## [Task statement]
Set down all of the data exactly as it appears.

## [Entries shown]
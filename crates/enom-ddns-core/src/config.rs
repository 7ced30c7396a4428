//! Configuration types for the updater
//!
//! This module defines the configuration structures and the pure parsing
//! rules behind them. Nothing here touches the process environment; the
//! daemon assembles a [`Config`] from whatever source it likes and hands
//! it over by reference.

use crate::error::{Error, Result};
use std::fmt;
use std::time::Duration;

/// Default polling interval in seconds
pub const DEFAULT_POLL_INTERVAL_SECS: u64 = 600;

/// The managed domain, split into its three labels
///
/// The updater manages exactly one host record inside one zone, named by a
/// three-label string `<host>.<sld>.<tld>` (for example `home.example.com`
/// manages the `home` record in the `example.com` zone). Anything that
/// does not split into exactly three labels is rejected.
#[derive(Debug, Clone, PartialEq, Eq)]
pub struct DomainTarget {
    host: String,
    sld: String,
    tld: String,
}

impl DomainTarget {
    /// Parse a three-label domain string
    ///
    /// # Errors
    ///
    /// Returns [`Error::Config`] when the input does not contain exactly
    /// three dot-separated labels.
    pub fn parse(domain: &str) -> Result<Self> {
        let labels: Vec<&str> = domain.split('.').collect();
        if labels.len() != 3 {
            return Err(Error::config(format!(
                "domain must have the form <host>.<sld>.<tld>, got {domain:?}"
            )));
        }

        Ok(Self {
            host: labels[0].to_string(),
            sld: labels[1].to_string(),
            tld: labels[2].to_string(),
        })
    }

    /// The host label (the record this updater manages)
    pub fn host(&self) -> &str {
        &self.host
    }

    /// The second-level domain label
    pub fn sld(&self) -> &str {
        &self.sld
    }

    /// The top-level domain label
    pub fn tld(&self) -> &str {
        &self.tld
    }

    /// The zone the host record lives in (`<sld>.<tld>`)
    pub fn zone(&self) -> String {
        format!("{}.{}", self.sld, self.tld)
    }

    /// The full managed name (`<host>.<sld>.<tld>`)
    pub fn fqdn(&self) -> String {
        format!("{}.{}.{}", self.host, self.sld, self.tld)
    }
}

impl fmt::Display for DomainTarget {
    fn fmt(&self, f: &mut fmt::Formatter<'_>) -> fmt::Result {
        write!(f, "{}.{}.{}", self.host, self.sld, self.tld)
    }
}

/// Registrar account credentials
///
/// The secret never appears in debug output; [`Config`] and the engine log
/// themselves freely, so the redaction has to live here.
#[derive(Clone)]
pub struct Credentials {
    /// Account identifier (the registrar calls this `UID`)
    pub username: String,
    /// Account secret (the registrar calls this `PW`)
    pub password: String,
}

impl Credentials {
    /// Create credentials from an account identifier and secret
    pub fn new(username: impl Into<String>, password: impl Into<String>) -> Self {
        Self {
            username: username.into(),
            password: password.into(),
        }
    }
}

impl fmt::Debug for Credentials {
    fn fmt(&self, f: &mut fmt::Formatter<'_>) -> fmt::Result {
        f.debug_struct("Credentials")
            .field("username", &self.username)
            .field("password", &"<REDACTED>")
            .finish()
    }
}

/// How an update cycle talks to the registrar
#[derive(Debug, Clone, Copy, PartialEq, Eq, Default)]
pub enum UpdateStrategy {
    /// One `SetDNSHost` call per cycle, unconditionally
    #[default]
    Blind,
    /// Fetch the zone's records, rewrite the full set only when the
    /// managed record actually changed
    DiffReplace,
}

impl UpdateStrategy {
    /// Parse a strategy name (`blind` or `diff`)
    ///
    /// # Errors
    ///
    /// Returns [`Error::Config`] for any other value.
    pub fn parse(name: &str) -> Result<Self> {
        match name {
            "blind" => Ok(Self::Blind),
            "diff" => Ok(Self::DiffReplace),
            other => Err(Error::config(format!(
                "unknown update strategy {other:?} (expected \"blind\" or \"diff\")"
            ))),
        }
    }

    /// The canonical name of this strategy
    pub fn as_str(&self) -> &'static str {
        match self {
            Self::Blind => "blind",
            Self::DiffReplace => "diff",
        }
    }
}

/// Main updater configuration
///
/// Built once at startup, passed by reference, never mutated afterwards.
#[derive(Debug, Clone)]
pub struct Config {
    /// The managed domain
    pub target: DomainTarget,

    /// Registrar account credentials
    pub credentials: Credentials,

    /// Time between update cycles in polling mode
    pub poll_interval: Duration,

    /// Update strategy for each cycle
    pub strategy: UpdateStrategy,

    /// Skip registrar TLS certificate verification
    ///
    /// Off by default. Exists for registrar endpoints with broken
    /// certificate chains; enabling it trades away transport security.
    pub insecure_tls: bool,
}

impl Config {
    /// Create a configuration with default interval and strategy
    pub fn new(target: DomainTarget, credentials: Credentials) -> Self {
        Self {
            target,
            credentials,
            poll_interval: Duration::from_secs(DEFAULT_POLL_INTERVAL_SECS),
            strategy: UpdateStrategy::default(),
            insecure_tls: false,
        }
    }

    /// Set the polling interval
    pub fn with_poll_interval(mut self, poll_interval: Duration) -> Self {
        self.poll_interval = poll_interval;
        self
    }

    /// Set the update strategy
    pub fn with_strategy(mut self, strategy: UpdateStrategy) -> Self {
        self.strategy = strategy;
        self
    }

    /// Enable or disable registrar certificate verification
    pub fn with_insecure_tls(mut self, insecure_tls: bool) -> Self {
        self.insecure_tls = insecure_tls;
        self
    }

    /// Validate the configuration
    pub fn validate(&self) -> Result<()> {
        if self.credentials.username.is_empty() {
            return Err(Error::config("registrar username cannot be empty"));
        }
        if self.credentials.password.is_empty() {
            return Err(Error::config("registrar password cannot be empty"));
        }
        if self.poll_interval.is_zero() {
            return Err(Error::config("poll interval cannot be zero"));
        }
        Ok(())
    }
}

/// Resolve the polling interval from an optional raw setting
///
/// Absent, unparsable, and zero values all silently fall back to the
/// 600 second default. Operators who set `INTERVAL=ten` get the default,
/// not an error; that behavior is long-standing and scripts rely on it.
pub fn poll_interval_from(raw: Option<&str>) -> Duration {
    let secs = raw
        .and_then(|value| value.trim().parse::<u64>().ok())
        .filter(|secs| *secs > 0)
        .unwrap_or(DEFAULT_POLL_INTERVAL_SECS);

    Duration::from_secs(secs)
}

## [Output for this task]
filename crates/enom-ddns-core/src/config.rs
repository 7ced30c7396a4428
//! Configuration types for the updater
//!
//! This module defines the configuration structures and the pure parsing
//! rules behind them. Nothing here touches the process environment; the
//! daemon assembles a [`Config`] from whatever source it likes and hands
//! it over by reference.

use crate::error::{Error, Result};
use std::fmt;
use std::time::Duration;

/// Default polling interval in seconds
pub const DEFAULT_POLL_INTERVAL_SECS: u64 = 600;

/// The managed domain, split into its three labels
///
/// The updater manages exactly one host record inside one zone, named by a
/// three-label string `<host>.<sld>.<tld>` (for example `home.example.com`
/// manages the `home` record in the `example.com` zone). Anything that
/// does not split into exactly three labels is rejected.
#[derive(Debug, Clone, PartialEq, Eq)]
pub struct DomainTarget {
    host: String,
    sld: String,
    tld: String,
}

impl DomainTarget {
    /// Parse a three-label domain string
    ///
    /// # Errors
    ///
    /// Returns [`Error::Config`] when the input does not contain exactly
    /// three dot-separated labels.
    pub fn parse(domain: &str) -> Result<Self> {
        let labels: Vec<&str> = domain.split('.').collect();
        if labels.len() != 3 {
            return Err(Error::config(format!(
                "domain must have the form <host>.<sld>.<tld>, got {domain:?}"
            )));
        }

        Ok(Self {
            host: labels[0].to_string(),
            sld: labels[1].to_string(),
            tld: labels[2].to_string(),
        })
    }

    /// The host label (the record this updater manages)
    pub fn host(&self) -> &str {
        &self.host
    }

    /// The second-level domain label
    pub fn sld(&self) -> &str {
        &self.sld
    }

    /// The top-level domain label
    pub fn tld(&self) -> &str {
        &self.tld
    }

    /// The zone the host record lives in (`<sld>.<tld>`)
    pub fn zone(&self) -> String {
        format!("{}.{}", self.sld, self.tld)
    }

    /// The full managed name (`<host>.<sld>.<tld>`)
    pub fn fqdn(&self) -> String {
        format!("{}.{}.{}", self.host, self.sld, self.tld)
    }
}

impl fmt::Display for DomainTarget {
    fn fmt(&self, f: &mut fmt::Formatter<'_>) -> fmt::Result {
        write!(f, "{}.{}.{}", self.host, self.sld, self.tld)
    }
}

/// Registrar account credentials
///
/// The secret never appears in debug output; [`Config`] and the engine log
/// themselves freely, so the redaction has to live here.
#[derive(Clone)]
pub struct Credentials {
    /// Account identifier (the registrar calls this `UID`)
    pub username: String,
    /// Account secret (the registrar calls this `PW`)
    pub password: String,
}

impl Credentials {
    /// Create credentials from an account identifier and secret
    pub fn new(username: impl Into<String>, password: impl Into<String>) -> Self {
        Self {
            username: username.into(),
            password: password.into(),
        }
    }
}

impl fmt::Debug for Credentials {
    fn fmt(&self, f: &mut fmt::Formatter<'_>) -> fmt::Result {
        f.debug_struct("Credentials")
            .field("username", &self.username)
            .field("password", &"<REDACTED>")
            .finish()
    }
}

/// How an update cycle talks to the registrar
#[derive(Debug, Clone, Copy, PartialEq, Eq, Default)]
pub enum UpdateStrategy {
    /// One `SetDNSHost` call per cycle, unconditionally
    #[default]
    Blind,
    /// Fetch the zone's records, rewrite the full set only when the
    /// managed record actually changed
    DiffReplace,
}

impl UpdateStrategy {
    /// Parse a strategy name (`blind` or `diff`)
    ///
    /// # Errors
    ///
    /// Returns [`Error::Config`] for any other value.
    pub fn parse(name: &str) -> Result<Self> {
        match name {
            "blind" => Ok(Self::Blind),
            "diff" => Ok(Self::DiffReplace),
            other => Err(Error::config(format!(
                "unknown update strategy {other:?} (expected \"blind\" or \"diff\")"
            ))),
        }
    }

    /// The canonical name of this strategy
    pub fn as_str(&self) -> &'static str {
        match self {
            Self::Blind => "blind",
            Self::DiffReplace => "diff",
        }
    }
}

/// Main updater configuration
///
/// Built once at startup, passed by reference, never mutated afterwards.
#[derive(Debug, Clone)]
pub struct Config {
    /// The managed domain
    pub target: DomainTarget,

    /// Registrar account credentials
    pub credentials: Credentials,

    /// Time between update cycles in polling mode
    pub poll_interval: Duration,

    /// Update strategy for each cycle
    pub strategy: UpdateStrategy,

    /// Skip registrar TLS certificate verification
    ///
    /// Off by default. Exists for registrar endpoints with broken
    /// certificate chains; enabling it trades away transport security.
    pub insecure_tls: bool,
}

impl Config {
    /// Create a configuration with default interval and strategy
    pub fn new(target: DomainTarget, credentials: Credentials) -> Self {
        Self {
            target,
            credentials,
            poll_interval: Duration::from_secs(DEFAULT_POLL_INTERVAL_SECS),
            strategy: UpdateStrategy::default(),
            insecure_tls: false,
        }
    }

    /// Set the polling interval
    pub fn with_poll_interval(mut self, poll_interval: Duration) -> Self {
        self.poll_interval = poll_interval;
        self
    }

    /// Set the update strategy
    pub fn with_strategy(mut self, strategy: UpdateStrategy) -> Self {
        self.strategy = strategy;
        self
    }

    /// Enable or disable registrar certificate verification
    pub fn with_insecure_tls(mut self, insecure_tls: bool) -> Self {
        self.insecure_tls = insecure_tls;
        self
    }

    /// Validate the configuration
    pub fn validate(&self) -> Result<()> {
        if self.credentials.username.is_empty() {
            return Err(Error::config("registrar username cannot be empty"));
        }
        if self.credentials.password.is_empty() {
            return Err(Error::config("registrar password cannot be empty"));
        }
        if self.poll_interval.is_zero() {
            return Err(Error::config("poll interval cannot be zero"));
        }
        Ok(())
    }
}

/// Resolve the polling interval from an optional raw setting
///
/// Absent, unparsable, and zero values all silently fall back to the
/// 600 second default. Operators who set `INTERVAL=ten` get the default,
/// not an error; that behavior is long-standing and scripts rely on it.
pub fn poll_interval_from(raw: Option<&str>) -> Duration {
    let secs = raw
        .and_then(|value| value.trim().parse::<u64>().ok())
        .filter(|secs| *secs > 0)
        .unwrap_or(DEFAULT_POLL_INTERVAL_SECS);

    Duration::from_secs(secs)
}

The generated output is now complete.